**Your goal:**
Each line of the records is to be copied verbatim.

(Stored data)
┄┄┄┄┄┄┄┄┄┄┄┄┄┄┄┄┄┄┄┄

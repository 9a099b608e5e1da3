//! Window-based clustering of near-coincident reports.

use std::collections::VecDeque;

use emsr_catalogue::MagnitudeMeasure;
use emsr_catalogue::geo::haversine_km;

use crate::error::GroupingError;
use crate::key::{Groups, from_labels};

/// Time, distance and magnitude windows linking two measures.
///
/// Two measures are neighbours when their origins are at most
/// `time_window` seconds and `space_window` km apart and, if a magnitude
/// window is set, their values differ by at most that much. Groups are
/// the connected components of the neighbour graph, so two measures far
/// apart can share a group through an intermediate one.
///
/// # Example
///
/// ```
/// use emsr_grouping::SequentialWindows;
///
/// let windows = SequentialWindows::new(16.0, 100.0).with_magnitude_window(1.0);
/// assert!(windows.validate().is_ok());
/// ```
#[derive(Debug, Clone, PartialEq)]
pub struct SequentialWindows {
    /// Seconds.
    time_window: f64,
    /// Kilometres.
    space_window: f64,
    magnitude_window: Option<f64>,
}

impl SequentialWindows {
    /// Creates windows without a magnitude constraint.
    pub fn new(time_window: f64, space_window: f64) -> Self {
        Self {
            time_window,
            space_window,
            magnitude_window: None,
        }
    }

    /// Adds a magnitude window.
    pub fn with_magnitude_window(mut self, magnitude_window: f64) -> Self {
        self.magnitude_window = Some(magnitude_window);
        self
    }

    /// Returns the time window in seconds.
    pub fn time_window(&self) -> f64 {
        self.time_window
    }

    /// Returns the space window in km.
    pub fn space_window(&self) -> f64 {
        self.space_window
    }

    /// Returns the magnitude window, if any.
    pub fn magnitude_window(&self) -> Option<f64> {
        self.magnitude_window
    }

    /// Validates this configuration.
    ///
    /// Every window must be finite and non-negative.
    pub fn validate(&self) -> Result<(), GroupingError> {
        let windows = [
            ("time", Some(self.time_window)),
            ("space", Some(self.space_window)),
            ("magnitude", self.magnitude_window),
        ];
        for (window, value) in windows {
            if let Some(value) = value.filter(|v| !v.is_finite() || *v < 0.0) {
                return Err(GroupingError::InvalidWindow { window, value });
            }
        }
        Ok(())
    }

    /// Returns `true` if `a` and `b` fall within every window of each other.
    pub fn linked(&self, a: &MagnitudeMeasure, b: &MagnitudeMeasure) -> bool {
        let (oa, ob) = (a.origin(), b.origin());
        if (oa.timestamp() - ob.timestamp()).abs() > self.time_window {
            return false;
        }
        if self
            .magnitude_window
            .is_some_and(|window| (a.value() - b.value()).abs() > window)
        {
            return false;
        }
        haversine_km(oa.longitude, oa.latitude, ob.longitude, ob.latitude) <= self.space_window
    }

    /// Assigns a component label to every measure.
    ///
    /// Labels are numbered by the earliest origin time in each component.
    pub fn labels(&self, measures: &[&MagnitudeMeasure]) -> Vec<usize> {
        let n = measures.len();
        let times: Vec<f64> = measures.iter().map(|m| m.origin().timestamp()).collect();
        let mut by_time: Vec<usize> = (0..n).collect();
        by_time.sort_by(|&a, &b| times[a].total_cmp(&times[b]));

        // sweep in time order: only pairs inside the time window can link
        let mut adjacency: Vec<Vec<usize>> = vec![Vec::new(); n];
        for (pos, &i) in by_time.iter().enumerate() {
            for &j in &by_time[pos + 1..] {
                if times[j] - times[i] > self.time_window {
                    break;
                }
                if self.linked(measures[i], measures[j]) {
                    adjacency[i].push(j);
                    adjacency[j].push(i);
                }
            }
        }

        let mut labels = vec![usize::MAX; n];
        let mut label = 0;
        for &start in &by_time {
            if labels[start] != usize::MAX {
                continue;
            }
            let mut queue = VecDeque::from([start]);
            labels[start] = label;
            while let Some(node) = queue.pop_front() {
                for &neighbour in &adjacency[node] {
                    if labels[neighbour] == usize::MAX {
                        labels[neighbour] = label;
                        queue.push_back(neighbour);
                    }
                }
            }
            label += 1;
        }
        labels
    }

    pub(crate) fn group(&self, measures: &[&MagnitudeMeasure]) -> Groups {
        let labels = self.labels(measures);
        from_labels(measures, &labels)
    }
}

┄┄┄┄┄┄┄┄┄┄┄┄┄┄┄┄┄┄┄┄

**Output:**
repository 9a099b608e5e1da3
//! Window-based clustering of near-coincident reports.

use std::collections::VecDeque;

use emsr_catalogue::MagnitudeMeasure;
use emsr_catalogue::geo::haversine_km;

use crate::error::GroupingError;
use crate::key::{Groups, from_labels};

/// Time, distance and magnitude windows linking two measures.
///
/// Two measures are neighbours when their origins are at most
/// `time_window` seconds and `space_window` km apart and, if a magnitude
/// window is set, their values differ by at most that much. Groups are
/// the connected components of the neighbour graph, so two measures far
/// apart can share a group through an intermediate one.
///
/// # Example
///
/// ```
/// use emsr_grouping::SequentialWindows;
///
/// let windows = SequentialWindows::new(16.0, 100.0).with_magnitude_window(1.0);
/// assert!(windows.validate().is_ok());
/// ```
#[derive(Debug, Clone, PartialEq)]
pub struct SequentialWindows {
    /// Seconds.
    time_window: f64,
    /// Kilometres.
    space_window: f64,
    magnitude_window: Option<f64>,
}

impl SequentialWindows {
    /// Creates windows without a magnitude constraint.
    pub fn new(time_window: f64, space_window: f64) -> Self {
        Self {
            time_window,
            space_window,
            magnitude_window: None,
        }
    }

    /// Adds a magnitude window.
    pub fn with_magnitude_window(mut self, magnitude_window: f64) -> Self {
        self.magnitude_window = Some(magnitude_window);
        self
    }

    /// Returns the time window in seconds.
    pub fn time_window(&self) -> f64 {
        self.time_window
    }

    /// Returns the space window in km.
    pub fn space_window(&self) -> f64 {
        self.space_window
    }

    /// Returns the magnitude window, if any.
    pub fn magnitude_window(&self) -> Option<f64> {
        self.magnitude_window
    }

    /// Validates this configuration.
    ///
    /// Every window must be finite and non-negative.
    pub fn validate(&self) -> Result<(), GroupingError> {
        let windows = [
            ("time", Some(self.time_window)),
            ("space", Some(self.space_window)),
            ("magnitude", self.magnitude_window),
        ];
        for (window, value) in windows {
            if let Some(value) = value.filter(|v| !v.is_finite() || *v < 0.0) {
                return Err(GroupingError::InvalidWindow { window, value });
            }
        }
        Ok(())
    }

    /// Returns `true` if `a` and `b` fall within every window of each other.
    pub fn linked(&self, a: &MagnitudeMeasure, b: &MagnitudeMeasure) -> bool {
        let (oa, ob) = (a.origin(), b.origin());
        if (oa.timestamp() - ob.timestamp()).abs() > self.time_window {
            return false;
        }
        if self
            .magnitude_window
            .is_some_and(|window| (a.value() - b.value()).abs() > window)
        {
            return false;
        }
        haversine_km(oa.longitude, oa.latitude, ob.longitude, ob.latitude) <= self.space_window
    }

    /// Assigns a component label to every measure.
    ///
    /// Labels are numbered by the earliest origin time in each component.
    pub fn labels(&self, measures: &[&MagnitudeMeasure]) -> Vec<usize> {
        let n = measures.len();
        let times: Vec<f64> = measures.iter().map(|m| m.origin().timestamp()).collect();
        let mut by_time: Vec<usize> = (0..n).collect();
        by_time.sort_by(|&a, &b| times[a].total_cmp(&times[b]));

        // sweep in time order: only pairs inside the time window can link
        let mut adjacency: Vec<Vec<usize>> = vec![Vec::new(); n];
        for (pos, &i) in by_time.iter().enumerate() {
            for &j in &by_time[pos + 1..] {
                if times[j] - times[i] > self.time_window {
                    break;
                }
                if self.linked(measures[i], measures[j]) {
                    adjacency[i].push(j);
                    adjacency[j].push(i);
                }
            }
        }

        let mut labels = vec![usize::MAX; n];
        let mut label = 0;
        for &start in &by_time {
            if labels[start] != usize::MAX {
                continue;
            }
            let mut queue = VecDeque::from([start]);
            labels[start] = label;
            while let Some(node) = queue.pop_front() {
                for &neighbour in &adjacency[node] {
                    if labels[neighbour] == usize::MAX {
                        labels[neighbour] = label;
                        queue.push_back(neighbour);
                    }
                }
            }
            label += 1;
        }
        labels
    }

    pub(crate) fn group(&self, measures: &[&MagnitudeMeasure]) -> Groups {
        let labels = self.labels(measures);
        from_labels(measures, &labels)
    }
}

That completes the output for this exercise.